Directions: Report each line of the listing that carries the word "Option".

§

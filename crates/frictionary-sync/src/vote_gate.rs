//! Per-address vote abuse heuristic.

use std::num::NonZeroUsize;
use std::sync::{Mutex, MutexGuard, PoisonError};

use chrono::{DateTime, Duration, Utc};
use frictionary_core::VoteSign;
use lru::LruCache;
use thiserror::Error;
use tracing::debug;

#[derive(Debug, Clone, Copy, PartialEq, Eq, Error)]
pub enum VoteRejection {
    #[error("invalid vote")]
    InvalidVote,
    #[error("already voted")]
    AlreadyVoted,
    #[error("rate limited")]
    RateLimited,
}

#[derive(Debug, Clone)]
pub struct VoteGateConfig {
    pub max_votes_per_window: usize,
    pub window: Duration,
    /// Maximum number of tracked addresses; least recently active ones are dropped first.
    pub capacity: NonZeroUsize,
}

impl Default for VoteGateConfig {
    fn default() -> Self {
        Self {
            max_votes_per_window: 50,
            window: Duration::minutes(60),
            capacity: NonZeroUsize::new(10_000).unwrap_or(NonZeroUsize::MIN),
        }
    }
}

#[derive(Debug, Clone, PartialEq, Eq)]
pub struct VoteRecord {
    pub suggestion_id: String,
    pub sign: VoteSign,
    pub at: DateTime<Utc>,
}

#[derive(Debug, Default)]
struct AddressHistory {
    votes: Vec<VoteRecord>,
    last_activity: Option<DateTime<Utc>>,
}

impl AddressHistory {
    fn is_idle(&self, now: DateTime<Utc>, window: Duration) -> bool {
        self.last_activity.is_none_or(|at| at <= now - window)
    }
}

/// In-memory vote history keyed by remote address.
///
/// Addresses inactive for longer than the rate-limit window are forgotten, as are
/// the least recently active ones once `capacity` addresses are tracked.
#[derive(Debug)]
pub struct VoteGate {
    config: VoteGateConfig,
    addresses: Mutex<LruCache<String, AddressHistory>>,
}

impl Default for VoteGate {
    fn default() -> Self {
        Self::new(VoteGateConfig::default())
    }
}

impl VoteGate {
    pub fn new(config: VoteGateConfig) -> Self {
        let addresses = Mutex::new(LruCache::new(config.capacity));
        Self { config, addresses }
    }

    fn lock(&self) -> MutexGuard<'_, LruCache<String, AddressHistory>> {
        self.addresses.lock().unwrap_or_else(PoisonError::into_inner)
    }

    fn evaluate(
        &self,
        history: Option<&AddressHistory>,
        suggestion_id: &str,
        sign: VoteSign,
        now: DateTime<Utc>,
    ) -> Result<(), VoteRejection> {
        let Some(history) = history.filter(|h| !h.is_idle(now, self.config.window)) else {
            return Ok(());
        };

        let net: i64 = history
            .votes
            .iter()
            .filter(|v| v.suggestion_id == suggestion_id)
            .map(|v| v.sign.as_i64())
            .sum();
        if (net + sign.as_i64()).abs() >= 2 {
            return Err(VoteRejection::AlreadyVoted);
        }

        let horizon = now - self.config.window;
        let recent = history.votes.iter().filter(|v| v.at > horizon).count();
        if recent + 1 > self.config.max_votes_per_window {
            return Err(VoteRejection::RateLimited);
        }

        Ok(())
    }

    /// Decides whether `vote` from `address` may go through, without recording it.
    pub fn check(
        &self,
        address: &str,
        suggestion_id: &str,
        vote: i64,
        now: DateTime<Utc>,
    ) -> Result<VoteSign, VoteRejection> {
        let sign = VoteSign::try_from(vote).map_err(|_| VoteRejection::InvalidVote)?;
        let addresses = self.lock();
        self.evaluate(addresses.peek(address), suggestion_id, sign, now)?;
        Ok(sign)
    }

    pub fn record(&self, address: &str, suggestion_id: &str, sign: VoteSign, now: DateTime<Utc>) {
        let mut addresses = self.lock();
        self.append(&mut addresses, address, suggestion_id, sign, now);
    }

    fn append(
        &self,
        addresses: &mut LruCache<String, AddressHistory>,
        address: &str,
        suggestion_id: &str,
        sign: VoteSign,
        now: DateTime<Utc>,
    ) {
        let history = addresses.get_or_insert_mut(address.to_string(), AddressHistory::default);
        // an idle history starts over
        if history.is_idle(now, self.config.window) {
            history.votes.clear();
        }
        history.votes.push(VoteRecord {
            suggestion_id: suggestion_id.to_string(),
            sign,
            at: now,
        });
        history.last_activity = Some(now);
    }

    /// Check and record in one step.
    pub fn admit(
        &self,
        address: &str,
        suggestion_id: &str,
        vote: i64,
        now: DateTime<Utc>,
    ) -> Result<VoteSign, VoteRejection> {
        let sign = VoteSign::try_from(vote).map_err(|_| VoteRejection::InvalidVote)?;
        let mut addresses = self.lock();

        if let Err(rejection) = self.evaluate(addresses.peek(address), suggestion_id, sign, now) {
            debug!(address, suggestion_id, %rejection, "vote rejected");
            return Err(rejection);
        }

        self.append(&mut addresses, address, suggestion_id, sign, now);
        Ok(sign)
    }

    /// Removes the vote recorded by `admit` or `record` for this address, id and time.
    /// Returns whether a matching record was found.
    pub fn rollback(&self, address: &str, suggestion_id: &str, at: DateTime<Utc>) -> bool {
        let mut addresses = self.lock();
        let Some(history) = addresses.peek_mut(address) else {
            return false;
        };
        let Some(pos) = history
            .votes
            .iter()
            .rposition(|v| v.suggestion_id == suggestion_id && v.at == at)
        else {
            return false;
        };
        history.votes.remove(pos);
        history.last_activity = history.votes.iter().map(|v| v.at).max();
        if history.votes.is_empty() {
            addresses.pop(address);
        }
        true
    }

    /// Drops addresses with no vote inside the window. Returns how many were dropped.
    pub fn sweep_idle(&self, now: DateTime<Utc>) -> usize {
        let mut addresses = self.lock();
        let idle: Vec<String> = addresses
            .iter()
            .filter(|(_, h)| h.is_idle(now, self.config.window))
            .map(|(addr, _)| addr.clone())
            .collect();
        for addr in &idle {
            addresses.pop(addr);
        }
        idle.len()
    }

    pub fn tracked_addresses(&self) -> usize {
        self.lock().len()
    }
}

§

Answer space:
    last_activity: Option<DateTime<Utc>>,
        history: Option<&AddressHistory>,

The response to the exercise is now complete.